Task goal> Report all lines below with the word "config".

(Stored entries)
+++++
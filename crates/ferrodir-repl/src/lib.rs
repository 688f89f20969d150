#![warn(missing_docs)]

//! FerroDir multi-master replication core.
//!
//! This crate lets several writable replicas of the same directory data
//! accept concurrent writes and converge to an identical result without a
//! central coordinator:
//!
//! - [`pending::PendingChanges`] serializes committed local operations into
//!   change-number order before they are published;
//! - [`remote::RemotePendingChanges`] buffers inbound updates, computes the
//!   causal dependencies between operations on related DNs, and advances the
//!   shared [`ServerState`](ferrodir_types::ServerState) only over a
//!   contiguous prefix of replayed changes;
//! - [`attr_hist`] and [`entry_hist`] hold the per-attribute historical
//!   state that rewrites a replayed modification into a conflict-free
//!   equivalent, deterministically, whatever the arrival order;
//! - [`state_store::PersistentServerState`] persists the per-replica
//!   watermarks and recovers them after a crash;
//! - [`domain::ReplicationDomain`] wires the above together for one
//!   replicated base DN.

pub mod attr_hist;
pub mod config;
pub mod domain;
pub mod entry_hist;
pub mod error;
pub mod hist_value;
pub mod pending;
pub mod remote;
pub mod schema;
pub mod state_store;
pub mod stats;

pub use attr_hist::{AttrHistoricalMultiple, AttrValueHistorical, ReplayResult};
pub use config::DomainConfig;
pub use domain::ReplicationDomain;
pub use entry_hist::{EntryHistorical, FakeOperation};
pub use error::ReplError;
pub use hist_value::{HistAttrModificationKey, HistRecord, HistoricalAttributeValue};
pub use pending::{LocalOperation, PendingChanges, UpdatePublisher};
pub use remote::RemotePendingChanges;
pub use schema::{AllMultiValued, SchemaInfo};
pub use state_store::{MemoryStateStore, PersistentServerState, StateStore, StateStoreError};
pub use stats::DomainStats;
+++++
Response>
pub mod config;
pub use config::DomainConfig;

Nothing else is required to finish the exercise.